Considering that the AWI-CIROH now has a 2i2c managed JupyterHub running on Google Compute Platform (GCP) and a signifcant amount of [National Water Model](https://water.noaa.gov/about/nwm) data has already been made available on a bucket, I will explore this dataset by looking that some of the historical data for regions that have experienced intense rainfall and flooding recently.

Hourly data is available from 2018-09-17 to 2022-08-22 and growing every day.

A 2020 [blog post](https://medium.com/pangeo/cloud-performant-netcdf4-hdf5-with-zarr-fsspec-and-intake-3d3a3e7cb935) on *Cloud-Performant NetCDF4/HDF5 with Zarr, Fsspec, and Intake* by Rich Signell (USGS), Martin Durant (Anaconda) and Aleksandar Jelenak (HDF Group) demonstrated how to read data from the NWM on Amazon Web Services.
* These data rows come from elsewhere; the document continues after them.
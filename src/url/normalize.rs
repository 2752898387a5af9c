use crate::{UrlError, UrlResult};
use url::Url;

/// Scheme used when the user omits one
const DEFAULT_SCHEME: &str = "https";

/// Normalizes free-form user input into an absolute URL
///
/// # Normalization Steps
///
/// 1. Trim surrounding whitespace; reject empty input
/// 2. If the input has no `scheme://` prefix, prepend `https://`
/// 3. Parse as an absolute URL (WHATWG serialization: lowercase host,
///    default port dropped, empty path becomes `/`)
///
/// Any explicit scheme is accepted here; a seed the gateway cannot fetch
/// simply yields an empty crawl.
///
/// # Arguments
///
/// * `raw` - The text the user typed
///
/// # Returns
///
/// * `Ok(Url)` - Canonical absolute URL
/// * `Err(UrlError)` - The input is empty or does not parse
///
/// # Examples
///
/// ```
/// use linkweave::url::normalize_url;
///
/// let url = normalize_url("  Example.COM/docs ").unwrap();
/// assert_eq!(url.as_str(), "https://example.com/docs");
/// ```
pub fn normalize_url(raw: &str) -> UrlResult<Url> {
    let trimmed = raw.trim();
    if trimmed.is_empty() {
        return Err(UrlError::Empty);
    }

    let candidate = if has_scheme_prefix(trimmed) {
        trimmed.to_string()
    } else {
        format!("{}://{}", DEFAULT_SCHEME, trimmed)
    };

    Url::parse(&candidate).map_err(|e| UrlError::Parse(format!("{}: {}", trimmed, e)))
}

/// Resolves a possibly-relative reference against a base URL
///
/// Never fails loudly: link extraction must tolerate malformed individual
/// links, so an unresolvable reference yields `None`.
///
/// # Examples
///
/// ```
/// use linkweave::url::resolve_link;
/// use url::Url;
///
/// let base = Url::parse("https://example.com/a/b").unwrap();
/// assert_eq!(resolve_link("../c", &base).unwrap().as_str(), "https://example.com/c");
/// assert!(resolve_link("http://[::1", &base).is_none());
/// ```
pub fn resolve_link(raw: &str, base: &Url) -> Option<Url> {
    base.join(raw).ok()
}

/// Returns true for URLs the fetch gateway can retrieve
pub fn is_web_url(url: &Url) -> bool {
    matches!(url.scheme(), "http" | "https")
}

/// Checks for a leading `scheme://` where the scheme is
/// `ALPHA *( ALPHA / DIGIT / "+" / "-" / "." )`
fn has_scheme_prefix(input: &str) -> bool {
    let Some((scheme, _)) = input.split_once("://") else {
        return false;
    };

    let mut chars = scheme.chars();
    match chars.next() {
        Some(first) if first.is_ascii_alphabetic() => {}
        _ => return false,
    }

    chars.all(|c| c.is_ascii_alphanumeric() || matches!(c, '+' | '-' | '.'))
}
Let's see if we can make this work with this data on GCP.

In [2]:
import gcsfs

In [3]:
fs = gcsfs.GCSFileSystem()

### Opening a single NetCDF-4 file

In [4]:
best_hour = 'f001'
var = 'land'

In [25]:
fname = f'national-water-model/nwm.20220801/short_range/nwm.t00z.short_range.{var}.{best_hour}.conus.nc'

ds = xr.open_dataset(fs.open(fname))
soilsat = ds.SOILSAT_TOP.load()

In [27]:
soilsat.hvplot.quadmesh('x', 'y', rasterize=True)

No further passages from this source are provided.